На следующий день, в ветеранской комнате заводоуправления, собралось шесть человек. Должно было прийти больше, но Лысенок лежал в больнице, Сан Саныч по каким-то срочным делам уехал к сыну на дачу, а у Прокофьевны внучка правнучку рожала. Сейчас ведь есть такие хитрые медицинские аппараты, вроде рентгена, которые пол у ребятёнка устанавливают чуть ли не в момент его зачатия. Он, ребятёнок-то, ещё и сам толком не решил, всё-таки решиться и родиться или на аборт идти, чтобы всю дальнейшую счастливую жизнь напрасно не мучиться – а пол уже установлен, и чуть ли не паспорт ему уже можно выписывать! Наука, одно слово. Великое дело. Не какой-нибудь… экстрасекс. Они, мужики, ещё на прошлой неделе скинулись по сотне, чтобы серебряную ложечку новорожденной купить, как положено, «на зубок», и сегодня, хоть и заочно, отметить теперь уже Прокофьевну как прабабку. А в следующую субботу она обещала проставиться уже сама, собственной персоной.
– Вы, мужики, сразу-то не расслабляйтесь. Сначала – дела! – решительно сказал Чернов, высокий и худющий, с мощными лохматыми бровями и характерно здоровенным, закорючкой, носом.
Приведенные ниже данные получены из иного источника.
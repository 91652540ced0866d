//! Property-Based Test Generators
//!
//! Provides proptest strategies for generating random test data
//! that maintains domain invariants.

use domain_invoicing::NewLineItem;
use proptest::prelude::*;
use rust_decimal::Decimal;

/// Strategy for positive amounts expressed in cents (0.01 ..= 10,000,000.00)
pub fn positive_amount_strategy() -> impl Strategy<Value = Decimal> {
    (1i64..=1_000_000_000i64).prop_map(|cents| Decimal::new(cents, 2))
}

/// Strategy for non-negative amounts in cents (0.00 ..= 10,000,000.00)
pub fn non_negative_amount_strategy() -> impl Strategy<Value = Decimal> {
    (0i64..=1_000_000_000i64).prop_map(|cents| Decimal::new(cents, 2))
}

/// Strategy for valid line quantities (0.01 ..= 10,000.00 units)
pub fn quantity_strategy() -> impl Strategy<Value = Decimal> {
    (1i64..=1_000_000i64).prop_map(|hundredths| Decimal::new(hundredths, 2))
}

/// Strategy for a single valid line item input
pub fn line_item_strategy() -> impl Strategy<Value = NewLineItem> {
    (quantity_strategy(), non_negative_amount_strategy(), "[a-z]{1,16}").prop_map(
        |(quantity, unit_price, description)| NewLineItem {
            description,
            quantity,
            unit_price,
        },
    )
}

/// Strategy for a set of valid line item inputs
pub fn line_items_strategy(max: usize) -> impl Strategy<Value = Vec<NewLineItem>> {
    proptest::collection::vec(line_item_strategy(), 0..=max)
}

/// Strategy for a run of positive payment amounts
pub fn payment_amounts_strategy(max: usize) -> impl Strategy<Value = Vec<Decimal>> {
    proptest::collection::vec(positive_amount_strategy(), 0..=max)
}
//! Core Kernel - Foundational types and utilities for the invoice ledger
//!
//! This crate provides the fundamental building blocks used across all layers:
//! - Strongly-typed identifiers for domain entities
//! - Port infrastructure (error taxonomy, health checks) shared by adapters

pub mod identifiers;
pub mod ports;

pub use identifiers::{InvoiceId, LineItemId, PaymentId, UserId};
pub use ports::{AdapterHealth, DomainPort, HealthCheckResult, HealthCheckable, PortError};
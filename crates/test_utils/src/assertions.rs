//! Custom Test Assertions
//!
//! Provides specialized assertion helpers for domain types that give
//! more meaningful error messages than standard assertions.

use domain_invoicing::InvoiceBalance;
use rust_decimal::Decimal;

/// Asserts that two decimal amounts are equal, normalizing scale
///
/// `70` and `70.00` compare equal even though their internal scales differ.
///
/// # Panics
///
/// Panics with both values when the normalized amounts differ.
pub fn assert_amount_eq(actual: Decimal, expected: Decimal) {
    assert_eq!(
        actual.normalize(),
        expected.normalize(),
        "Amounts differ: actual={}, expected={}",
        actual,
        expected
    );
}

/// Asserts every figure of a derived balance in one call
pub fn assert_balance(balance: &InvoiceBalance, total: Decimal, paid: Decimal, due: Decimal) {
    assert_amount_eq(balance.total, total);
    assert_amount_eq(balance.amount_paid, paid);
    assert_amount_eq(balance.balance_due, due);
}

/// Asserts that a balance is internally consistent
///
/// `balance_due` must always equal `total - amount_paid` regardless of how
/// the figures were produced.
pub fn assert_balance_consistent(balance: &InvoiceBalance) {
    assert_eq!(
        balance.balance_due,
        balance.total - balance.amount_paid,
        "Balance is not consistent: total={}, paid={}, due={}",
        balance.total,
        balance.amount_paid,
        balance.balance_due
    );
}

#[cfg(test)]
mod tests {
    use super::*;
    use rust_decimal_macros::dec;

    #[test]
    fn test_amount_eq_ignores_scale() {
        assert_amount_eq(dec!(70), dec!(70.00));
    }

    #[test]
    #[should_panic(expected = "Amounts differ")]
    fn test_amount_eq_panics_on_difference() {
        assert_amount_eq(dec!(70), dec!(70.01));
    }
}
Хотя сам он клялся и божился, что родился на Тамбовщине, и если кто у него и был в родне, так только цыгане, но его могучий шнобель однозначно и без всяких сомнений указывал на его подлинную национальность. Ага, цыган, всегда в таких случаях подначивал Борис Степанович Игнашевич, тоже высокий, но с пузцом и носом картошкой. Самый настоящий. Который в пейсах и ермолке. И с колбасой кошерной.
– Зато не бандеровец! – тут же уже привычно парировал Чернов. – По бандитским схронам не прятался! И фамилия наша самая что ни на есть русская.
– Ага, – опять не сдавался Игнашевич (сам он был родом из-под Ковеля, это западная Белоруссия, рядом с западной же Украиной. Самые бандеровские края. Хотя там и кроме бандеровцев всякой послевоенной швали хватало). – А как же! Конечно. Чернов. Он же Шварцман. Самая русская. Русее только Ивановы.
Вообще-то, разговоры на националистические темы в их ветеранском кругу не приветствовались – не поощрялись, но дружеская пикировка допускалась. У них, фронтовиков, к этому самому национальному вопросу отношение вообще было очень своеобразное: для них существовали только две нации – наши, то есть советские, и не наши, то есть враги. А к какому исторически сложившемуся народообразованию ты принадлежишь – это уже вопрос сто двадцать четвёртый. Войне, как известно, было без разницы – из-под Тамбова ты, из Якутии, мордвин, или еврей вперемешку с татарином. Бери винтовку, наматывай портянки, пилотку на остриженный затылок – и вперёд, за горячо любимую Родину, за любимого товарища Сталина.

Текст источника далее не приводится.